In The Caravan: Abdallah Azzam and the Rise of Global Jihad (Cambridge University Press; pages 718; $34.99), Thomas Hegghammer sketches a more complicated reality. Hegghammer, a scholar at the Norwegian Defence Research Establishment, shows that ‘Afghan Arabs’ were a vital complement to the funnelling of arms and money by the US and Pakistan. If anything, the flow of men and resources from Islamist charities and Middle Eastern governments through organisations like Azzam’s Services Bureau imparted a religious colour to the fight, a legacy that far outlived the Soviet invasion and continues until now.
At one level, the book is an exemplary microhistory of an important individual. It has taken the author close to 13 years of travel and traversing through documents and interviews to finish the book. Read thus, it will largely be of interest to specialists who track such individuals and their influence. But at another level, the book merits a far wider audience. Seen from the perspective of rational political science, it sketches a modal jihadist journey where countries, institutions and chance play a huge role. Azzam, who was born in Palestine before the formation of Israel, the combination of religion and fervour for his homeland was unique. In the 1960s, he fought along with Fatah, the Palestinian nationalist party, along the Israel-Jordan border as a member of a fidayeen squad. Later, he continued his studies and ended up acquiring a PhD from Al-Azhar, probably the most prestigious centre of Islamic learning in the world. Appointed a lecturer at the University of Jordan, he did not last long in the kingdom. Expelled from Amman, he landed in western Saudi Arabia. His final journey was to Pakistan.

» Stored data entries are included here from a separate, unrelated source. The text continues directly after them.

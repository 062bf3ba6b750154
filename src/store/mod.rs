// SPDX-FileCopyrightText: 2026 Bruno Meilick
// SPDX-License-Identifier: LicenseRef-Nereid-FreeUse-NoCopy-NoDerivatives
//
// All rights reserved.
//
// This file is part of Proteus and is proprietary software.
// Unauthorized copying, modification, or distribution is prohibited.

//! The document collaborator and the write-back protocol around it.
//!
//! The engine never owns the persisted document. A [`DocumentHost`] hands out the current text and
//! accepts candidate replacements; the [`ChangeFeed`] carries change notifications out to an
//! external validator and its accept/reject verdicts back in.

use std::future::Future;
use std::path::PathBuf;
use std::time::Duration;

use async_trait::async_trait;
use serde::Serialize;

use crate::model::{list_pages, Document, DocumentError, PageInfo};

pub mod feed;
pub mod file_host;
pub mod memory;
pub mod writeback;

pub use feed::{ChangeFeed, DocumentChange, Verdict};
pub use file_host::{FileDocumentHost, WriteDurability};
pub use memory::{MemoryHost, PersistBehavior};
pub use writeback::{CommitReceipt, RollbackOutcome, WriteBackCoordinator, WriteBackError};

/// Local result of a persistence call. Distinct from the external validator's verdict.
#[derive(Debug, Clone, PartialEq, Eq, Serialize)]
pub struct PersistOutcome {
    pub accepted: bool,
    #[serde(skip_serializing_if = "Option::is_none")]
    pub error: Option<String>,
}

impl PersistOutcome {
    pub fn accepted() -> Self {
        Self { accepted: true, error: None }
    }

    pub fn rejected(error: impl Into<String>) -> Self {
        Self { accepted: false, error: Some(error.into()) }
    }
}

#[derive(Debug, thiserror::Error)]
pub enum HostError {
    #[error("document is unavailable: {0}")]
    Unavailable(String),
    #[error("i/o error at {path:?}: {source}")]
    Io {
        path: PathBuf,
        #[source]
        source: std::io::Error,
    },
    #[error("document {step} timed out after {timeout_ms} ms")]
    Timeout { step: &'static str, timeout_ms: u64 },
}

#[async_trait]
pub trait DocumentHost: Send + Sync {
    /// Full current serialization of the document.
    async fn current_document_text(&self) -> Result<String, HostError>;

    /// Writes a candidate document and reports whether local validation accepted it.
    async fn persist_document_text(
        &self,
        text: &str,
        description: Option<&str>,
    ) -> Result<PersistOutcome, HostError>;

    fn list_pages(&self, text: &str) -> Result<Vec<PageInfo>, DocumentError> {
        Document::parse(text).map(|doc| list_pages(&doc))
    }
}

/// Runs a host call under `timeout`, mapping expiry to [`HostError::Timeout`].
pub async fn with_host_timeout<T, F>(step: &'static str, timeout: Duration, call: F) -> Result<T, HostError>
where
    F: Future<Output = Result<T, HostError>>,
{
    match tokio::time::timeout(timeout, call).await {
        Ok(result) => result,
        Err(_) => Err(HostError::Timeout { step, timeout_ms: millis(timeout) }),
    }
}

pub(crate) fn millis(duration: Duration) -> u64 {
    u64::try_from(duration.as_millis()).unwrap_or(u64::MAX)
}
// SPDX-FileCopyrightText: 2026 Bruno Meilick
// SPDX-License-Identifier: LicenseRef-Nereid-FreeUse-NoCopy-NoDerivatives
//
// All rights reserved.
//
// This file is part of Proteus and is proprietary software.
// Unauthorized copying, modification, or distribution is prohibited.

use std::collections::VecDeque;
use std::sync::{Mutex, MutexGuard, PoisonError};
use std::time::Duration;

use async_trait::async_trait;

use super::{DocumentHost, HostError, PersistOutcome};
use crate::model::Document;

/// How the next persist call behaves.
#[derive(Debug, Clone, PartialEq, Eq)]
pub enum PersistBehavior {
    Accept,
    /// Local validation refuses the write.
    Reject(String),
    /// The write itself errors.
    Fail(String),
}

#[derive(Debug, Default)]
struct MemoryState {
    text: String,
    writes: Vec<String>,
    fail_reads: bool,
    script: VecDeque<PersistBehavior>,
    delay: Duration,
}

/// In-process document host. Writes are validated as XML unless scripted otherwise.
#[derive(Debug, Default)]
pub struct MemoryHost {
    state: Mutex<MemoryState>,
}

impl MemoryHost {
    pub fn new(text: impl Into<String>) -> Self {
        Self { state: Mutex::new(MemoryState { text: text.into(), ..MemoryState::default() }) }
    }

    pub fn text(&self) -> String {
        self.lock().text.clone()
    }

    pub fn set_text(&self, text: impl Into<String>) {
        self.lock().text = text.into();
    }

    /// Every text persisted so far, rollbacks included.
    pub fn writes(&self) -> Vec<String> {
        self.lock().writes.clone()
    }

    pub fn fail_reads(&self, fail: bool) {
        self.lock().fail_reads = fail;
    }

    /// Queues behaviours for the next persist calls; once drained, writes are accepted.
    pub fn script_persist(&self, behaviors: impl IntoIterator<Item = PersistBehavior>) {
        self.lock().script.extend(behaviors);
    }

    /// Delays every host call, to exercise timeouts.
    pub fn set_delay(&self, delay: Duration) {
        self.lock().delay = delay;
    }

    fn lock(&self) -> MutexGuard<'_, MemoryState> {
        self.state.lock().unwrap_or_else(PoisonError::into_inner)
    }

    async fn pause(&self) {
        let delay = self.lock().delay;
        if !delay.is_zero() {
            tokio::time::sleep(delay).await;
        }
    }
}

#[async_trait]
impl DocumentHost for MemoryHost {
    async fn current_document_text(&self) -> Result<String, HostError> {
        self.pause().await;
        let state = self.lock();
        if state.fail_reads {
            return Err(HostError::Unavailable("reads are disabled".to_owned()));
        }
        Ok(state.text.clone())
    }

    async fn persist_document_text(
        &self,
        text: &str,
        _description: Option<&str>,
    ) -> Result<PersistOutcome, HostError> {
        self.pause().await;
        let mut state = self.lock();
        match state.script.pop_front().unwrap_or(PersistBehavior::Accept) {
            PersistBehavior::Reject(message) => return Ok(PersistOutcome::rejected(message)),
            PersistBehavior::Fail(message) => return Err(HostError::Unavailable(message)),
            PersistBehavior::Accept => {}
        }
        if let Err(err) = Document::parse(text) {
            return Ok(PersistOutcome::rejected(err.to_string()));
        }
        state.text = text.to_owned();
        state.writes.push(text.to_owned());
        Ok(PersistOutcome::accepted())
    }
}
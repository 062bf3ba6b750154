// SPDX-FileCopyrightText: 2026 Bruno Meilick
// SPDX-License-Identifier: LicenseRef-Nereid-FreeUse-NoCopy-NoDerivatives
//
// All rights reserved.
//
// This file is part of Proteus and is proprietary software.
// Unauthorized copying, modification, or distribution is prohibited.

//! Single-flight execution of pipeline runs.

use std::collections::VecDeque;
use std::sync::{Arc, Mutex, MutexGuard, PoisonError};
use std::time::Duration;

use tokio::sync::{oneshot, watch, Notify};
use tokio_util::sync::CancellationToken;
use tracing::{debug, error, info, warn};

use super::{FatalReportError, ToolCall, ToolPipeline};
use crate::error::ToolResult;
use crate::model::CallId;
use crate::store::millis;

#[derive(Debug, Clone, PartialEq, thiserror::Error)]
pub enum QueueError {
    /// The reporter failed for this call; the queue is now halted.
    #[error(transparent)]
    Fatal(FatalReportError),
    #[error("queue halted after a fatal reporting failure: {0}")]
    Halted(FatalReportError),
    #[error("call was removed from the queue before it started")]
    ClearedBeforeStart,
    #[error("queue did not drain within {timeout_ms} ms ({outstanding} call(s) outstanding)")]
    DrainTimeout { timeout_ms: u64, outstanding: usize },
    #[error("queue worker has shut down")]
    Closed,
}

#[derive(Debug, Clone, PartialEq, Eq)]
pub struct QueueStatus {
    pub current: Option<CallId>,
    pub pending: usize,
    pub halted: bool,
}

/// Resolves once the queued call reaches a terminal state.
#[derive(Debug)]
pub struct TaskHandle {
    call_id: CallId,
    outcome: oneshot::Receiver<Result<ToolResult, QueueError>>,
}

impl TaskHandle {
    pub fn call_id(&self) -> &CallId {
        &self.call_id
    }

    pub async fn outcome(self) -> Result<ToolResult, QueueError> {
        self.outcome.await.unwrap_or(Err(QueueError::Closed))
    }
}

struct Job {
    call: ToolCall,
    cancel: CancellationToken,
    reply: oneshot::Sender<Result<ToolResult, QueueError>>,
}

struct Running {
    call_id: CallId,
    cancel: CancellationToken,
}

#[derive(Default)]
struct QueueState {
    pending: VecDeque<Job>,
    current: Option<Running>,
    halted: Option<FatalReportError>,
    closed: bool,
}

impl QueueState {
    fn outstanding(&self) -> usize {
        self.pending.len() + usize::from(self.current.is_some())
    }
}

struct QueueInner {
    pipeline: Arc<ToolPipeline>,
    state: Mutex<QueueState>,
    wake: Notify,
    outstanding: watch::Sender<usize>,
}

impl QueueInner {
    fn lock(&self) -> MutexGuard<'_, QueueState> {
        self.state.lock().unwrap_or_else(PoisonError::into_inner)
    }

    fn publish(&self, state: &QueueState) {
        self.outstanding.send_replace(state.outstanding());
    }
}

/// Runs pipeline calls strictly one at a time, in enqueue order.
///
/// Must be created inside a tokio runtime: it spawns its worker task.
pub struct SerialQueue {
    inner: Arc<QueueInner>,
}

impl SerialQueue {
    pub fn new(pipeline: Arc<ToolPipeline>) -> Self {
        let (outstanding, _) = watch::channel(0);
        let inner = Arc::new(QueueInner {
            pipeline,
            state: Mutex::new(QueueState::default()),
            wake: Notify::new(),
            outstanding,
        });
        tokio::spawn(work(Arc::clone(&inner)));
        Self { inner }
    }

    pub fn pipeline(&self) -> &Arc<ToolPipeline> {
        &self.inner.pipeline
    }

    pub fn enqueue(&self, call: ToolCall) -> Result<TaskHandle, QueueError> {
        let (reply, outcome) = oneshot::channel();
        let call_id = call.id.clone();
        {
            let mut state = self.inner.lock();
            if let Some(fatal) = &state.halted {
                return Err(QueueError::Halted(fatal.clone()));
            }
            if state.closed {
                return Err(QueueError::Closed);
            }
            debug!(call_id = %call.id, capability = %call.name, position = state.pending.len(), "queue.enqueue");
            state.pending.push_back(Job { call, cancel: CancellationToken::new(), reply });
            self.inner.publish(&state);
        }
        self.inner.wake.notify_one();
        Ok(TaskHandle { call_id, outcome })
    }

    /// Enqueues `call` and waits for its result.
    pub async fn call(&self, call: ToolCall) -> Result<ToolResult, QueueError> {
        self.enqueue(call)?.outcome().await
    }

    /// Waits until nothing is running or pending.
    pub async fn drain(&self, timeout: Duration) -> Result<(), QueueError> {
        let mut outstanding = self.inner.outstanding.subscribe();
        let settled = tokio::time::timeout(timeout, async {
            outstanding.wait_for(|count| *count == 0).await.map(|_| ())
        })
        .await;
        match settled {
            Ok(_) => Ok(()),
            Err(_) => {
                let outstanding = self.inner.lock().outstanding();
                warn!(timeout_ms = millis(timeout), outstanding, "queue.drain timed out");
                Err(QueueError::DrainTimeout { timeout_ms: millis(timeout), outstanding })
            }
        }
    }

    /// Cancels the running call, if any. Pending calls are left in place.
    pub fn abort_current(&self) -> bool {
        let state = self.inner.lock();
        match &state.current {
            Some(running) => {
                info!(call_id = %running.call_id, "queue.abort");
                running.cancel.cancel();
                true
            }
            None => false,
        }
    }

    /// Drops every call that has not started yet; their handles resolve with
    /// [`QueueError::ClearedBeforeStart`].
    pub fn clear_pending(&self) -> usize {
        let cleared: Vec<Job> = {
            let mut state = self.inner.lock();
            let cleared = state.pending.drain(..).collect();
            self.inner.publish(&state);
            cleared
        };
        for job in &cleared {
            debug!(call_id = %job.call.id, "queue.cleared");
        }
        let count = cleared.len();
        for job in cleared {
            let _ = job.reply.send(Err(QueueError::ClearedBeforeStart));
        }
        count
    }

    pub fn status(&self) -> QueueStatus {
        let state = self.inner.lock();
        QueueStatus {
            current: state.current.as_ref().map(|running| running.call_id.clone()),
            pending: state.pending.len(),
            halted: state.halted.is_some(),
        }
    }

    pub fn fatal_error(&self) -> Option<FatalReportError> {
        self.inner.lock().halted.clone()
    }
}

impl Drop for SerialQueue {
    fn drop(&mut self) {
        let pending: Vec<Job> = {
            let mut state = self.inner.lock();
            state.closed = true;
            state.pending.drain(..).collect()
        };
        for job in pending {
            let _ = job.reply.send(Err(QueueError::Closed));
        }
        self.inner.wake.notify_one();
    }
}

async fn work(inner: Arc<QueueInner>) {
    loop {
        let next = {
            let mut state = inner.lock();
            if state.closed {
                return;
            }
            let job = state.pending.pop_front();
            if let Some(job) = &job {
                state.current = Some(Running { call_id: job.call.id.clone(), cancel: job.cancel.clone() });
            }
            job
        };
        let Some(job) = next else {
            inner.wake.notified().await;
            continue;
        };

        debug!(call_id = %job.call.id, capability = %job.call.name, "queue.start");
        let outcome = inner.pipeline.run(&job.call, job.cancel.clone()).await;

        let reply = match outcome {
            Ok(result) => Ok(result),
            Err(fatal) => {
                error!(call_id = %fatal.call_id, error = %fatal, "queue halted");
                let rejected: Vec<Job> = {
                    let mut state = inner.lock();
                    state.halted = Some(fatal.clone());
                    state.pending.drain(..).collect()
                };
                for queued in rejected {
                    let _ = queued.reply.send(Err(QueueError::Halted(fatal.clone())));
                }
                Err(QueueError::Fatal(fatal))
            }
        };

        {
            let mut state = inner.lock();
            state.current = None;
            inner.publish(&state);
        }
        debug!(call_id = %job.call.id, ok = reply.is_ok(), "queue.finish");
        let _ = job.reply.send(reply);
    }
}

In all this, a set of Saudi institutions—religious universities and non-governmental organisations—played a vital role in matching the supply of men imbued with a religious bent to the theatre where they were most needed: Pakistan and Yemen. Jihad as an idea alone probably would not have had much traction unless it was backed by a set of institutions. Organisations like the Muslim World League (MWL), modelled after the Vatican and UNESCO, were an important conduit in this process. They also acted as a safety valve: jihadists were funnelled away from the kingdom to other parts of the world, rendering the House of Saud safe from any religious-cum-political turbulence.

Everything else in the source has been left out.